In de hiervoor gehanteerde voorbeelden werd uitgegaan van een onderneming waarin slechts één stille reserve aanwezig is. Uiteraard is dit in de praktijk doorgaans niet het geval. Is sprake van een onderneming met meerdere stille reserves, dan zal moeten worden bezien welke categorie stille reserves overheerst: die in vermogensbestanddelen met een afschrijvingstermijn korter dan tien jaar of die in vermogensbestanddelen met een afschrijvingstermijn langer dan tien jaar. Uiteraard is de verhouding tussen de lengte van de afschrijvingsduur van de in de onderneming aanwezige vermogensbestanddelen met stille reserves en de lengte van de uitsteltermijn bij de uitstelfaciliteit in de invorderingssfeer niet de enige factor op grond waarvan de keuze tussen de faciliteit in de heffingssfeer en de faciliteit in de invorderingssfeer dient te worden gemaakt. Zoals hiervoor reeds werd aangegeven, speelt bij deze keuze ook een niet onbelangrijke rol dat de uitstelfaciliteit in de invorderingssfeer aan meer beperkingen en voorwaarden onderhevig is dan de uitstelfaciliteit in de heffingssfeer.

Is de uitstelfaciliteit in de invorderingssfeer terecht ingevoerd?
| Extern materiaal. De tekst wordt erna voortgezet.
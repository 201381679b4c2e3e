// Copyright (c) 2025 Jonathan Fontanez
// SPDX-License-Identifier: BUSL-1.1

use super::spec::NodeSpec;
use crate::core::error::Result;
use crate::core::node::NodeId;
use crate::core::runtime::Pipeline;

/// Builds a fixed node chain into a pipeline.
///
/// Nodes are created and added in order, then linked pairwise. Any failure
/// removes everything this build created, so a failed build never leaves a
/// partial chain behind.
#[derive(Debug, Clone)]
pub struct StaticGraphBuilder {
    chain: Vec<NodeSpec>,
}

impl StaticGraphBuilder {
    pub fn new(chain: Vec<NodeSpec>) -> Self {
        Self { chain }
    }

    pub fn chain(&self) -> &[NodeSpec] {
        &self.chain
    }

    pub fn build(&self, pipeline: &mut Pipeline) -> Result<Vec<NodeId>> {
        let mut created = Vec::with_capacity(self.chain.len());

        let result = self.create_and_link(pipeline, &mut created);
        if let Err(e) = result {
            tracing::error!("[StaticGraphBuilder] Build failed: {}", e);
            for id in created.iter().rev() {
                pipeline.remove_node(id);
            }
            return Err(e);
        }

        tracing::info!(
            "[StaticGraphBuilder] Built {}",
            created
                .iter()
                .map(NodeId::as_str)
                .collect::<Vec<_>>()
                .join(" -> ")
        );
        Ok(created)
    }

    fn create_and_link(&self, pipeline: &mut Pipeline, created: &mut Vec<NodeId>) -> Result<()> {
        for spec in &self.chain {
            created.push(pipeline.create_node(spec)?);
        }
        pipeline.link_many(created)?;
        Ok(())
    }
}

#[cfg(test)]
mod tests {
    use super::*;
    use crate::core::error::StreamError;
    use crate::core::graph::LinkEndpoint;
    use crate::core::node::NodeCatalog;
    use std::sync::Arc;

    fn pipeline(catalog: NodeCatalog) -> Pipeline {
        Pipeline::new("static", Arc::new(catalog))
    }

    #[test]
    fn test_build_links_in_order() {
        let mut p = pipeline(NodeCatalog::builtin());
        let ids = StaticGraphBuilder::new(vec![
            NodeSpec::new("queue", "a"),
            NodeSpec::new("nvvideoconvert", "b"),
            NodeSpec::new("fakesink", "c"),
        ])
        .build(&mut p)
        .unwrap();

        assert_eq!(ids.len(), 3);
        assert_eq!(p.graph().link_count(), 2);
        let into_sink = LinkEndpoint::new("c", "sink");
        assert!(p.graph().link_into(&into_sink).is_some());
    }

    #[test]
    fn test_missing_type_tears_down_partial_graph() {
        let mut p = pipeline(NodeCatalog::builtin().without("nvinfer"));
        let err = StaticGraphBuilder::new(vec![
            NodeSpec::new("queue", "a"),
            NodeSpec::new("nvinfer", "infer"),
        ])
        .build(&mut p)
        .unwrap_err();

        assert!(matches!(err, StreamError::Creation { .. }));
        assert_eq!(p.node_count(), 0);
        assert!(p.registry().is_empty());
    }

    #[test]
    fn test_link_failure_identifies_pair() {
        let mut p = pipeline(NodeCatalog::builtin());
        // A sink has no source port to link from.
        let err = StaticGraphBuilder::new(vec![
            NodeSpec::new("queue", "a"),
            NodeSpec::new("fakesink", "sink"),
            NodeSpec::new("queue", "b"),
        ])
        .build(&mut p)
        .unwrap_err();

        match err {
            StreamError::Link { from, to, .. } => {
                assert_eq!(from, "sink");
                assert_eq!(to, "b");
            }
            other => panic!("unexpected error: {other}"),
        }
        assert_eq!(p.node_count(), 0);
    }
}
In het verslag van het wetgevingsoverleg van 15 november 2004 over het Belastingplan 2005 wordt over de reden voor de invoering van de uitstelfaciliteit in de invorderingssfeer het volgende opgemerkt: ‘Daarom willen wij de focus zo verbreden dat de jongere garde een fiscale prikkel krijgt, dus degenen die de bedrijven overnemen. Wij hebben daarvoor een amendement ingediend, om de jongere garde een financieringsfaciliteit te verlenen in de invorderingssfeer, op voorwaarde dat de oudere generatie de koopsom aan de jongere generatie vrijgeeft. Dit plan kost 30 mln euro. Het voorstel van de staatssecretaris inzake de doorschuiffaciliteit kan veel makkelijker worden ingevuld. Ons voorstel is veel breder: je hoeft geen familie meer te zijn en je hoeft niet meer een paar jaar bij iemand in dienst te zijn. In die zin ziet ons voorstel op elke overnemer, mits hij niet over voldoende liquide middelen beschikt.‘ Afgezien van het feit dat deze onderbouwing de nodige slordigheden bevat (de faciliteit in de invorderingssfeer wordt toegekend aan de overdrager en niet aan de overnemer en bij de faciliteit in de heffingssfeer is geen familierelatie vereist), kan men zich afvragen of deze de invoering van de uitstelfaciliteit in de invorderingssfeer rechtvaardigt. Uit het bovenstaande blijkt dat het zowel bij de faciliteit in de heffingssfeer als bij de faciliteit in de invorderingssfeer gaat om uitstel van de belastingheffing over de stille en fiscale reserves in de overgedragen onderneming. Bij de faciliteit in de invorderingssfeer geldt daarbij weliswaar als voorwaarde dat de koopsom voor de onderneming wordt schuldig gebleven, maar het is de vraag of daardoor het beoogde financieringsresultaat zal worden bereikt. Zoals hiervoor werd aangegeven, zijn aan de uitstelfaciliteit in de invorderingssfeer immers de nodige voorwaarden en beperkingen verbonden en deze moeten voor de overdrager – die om de faciliteit moet verzoeken – en voor de overnemer acceptabel zijn. Bovendien blijkt uit het voorgaande dat de afschrijvingsduur van de vermogenbestanddelen met stille reserves een rol kan spelen bij de keuze tussen beide faciliteiten. Dit neemt uiteraard niet weg dat de uitstelfaciliteit in de invorderingssfeer een nuttige functie kan vervullen in gevallen waarin de uitstelfaciliteit in de heffingssfeer niet kan worden toegepast. Maar zijn deze gevallen zo talrijk dat de introductie van de uitstelfaciliteit in de invorderingssfeer mede daardoor kan worden gerechtvaardigd?

Het voorgaande overziende, kan naar mijn mening worden geconcludeerd dat door de invoering van de uitstelfaciliteit in de invorderingssfeer wordt gepoogd om met behulp van fiscale prikkels financieringsproblemen bij de bedrijfsopvolging op te lossen zonder dat overtuigende argumenten worden aangevoerd voor de meerwaarde van deze faciliteit boven de bestaande faciliteit in de heffingssfeer. Mijns inziens had de Tweede Kamer er dan ook goed aan gedaan om het amendement–Van Vroonhoven–Kok te verwerpen en om het oorspronkelijke voorstel van de staatssecretaris in het kader van het Belastingpan 2005 te aanvaarden.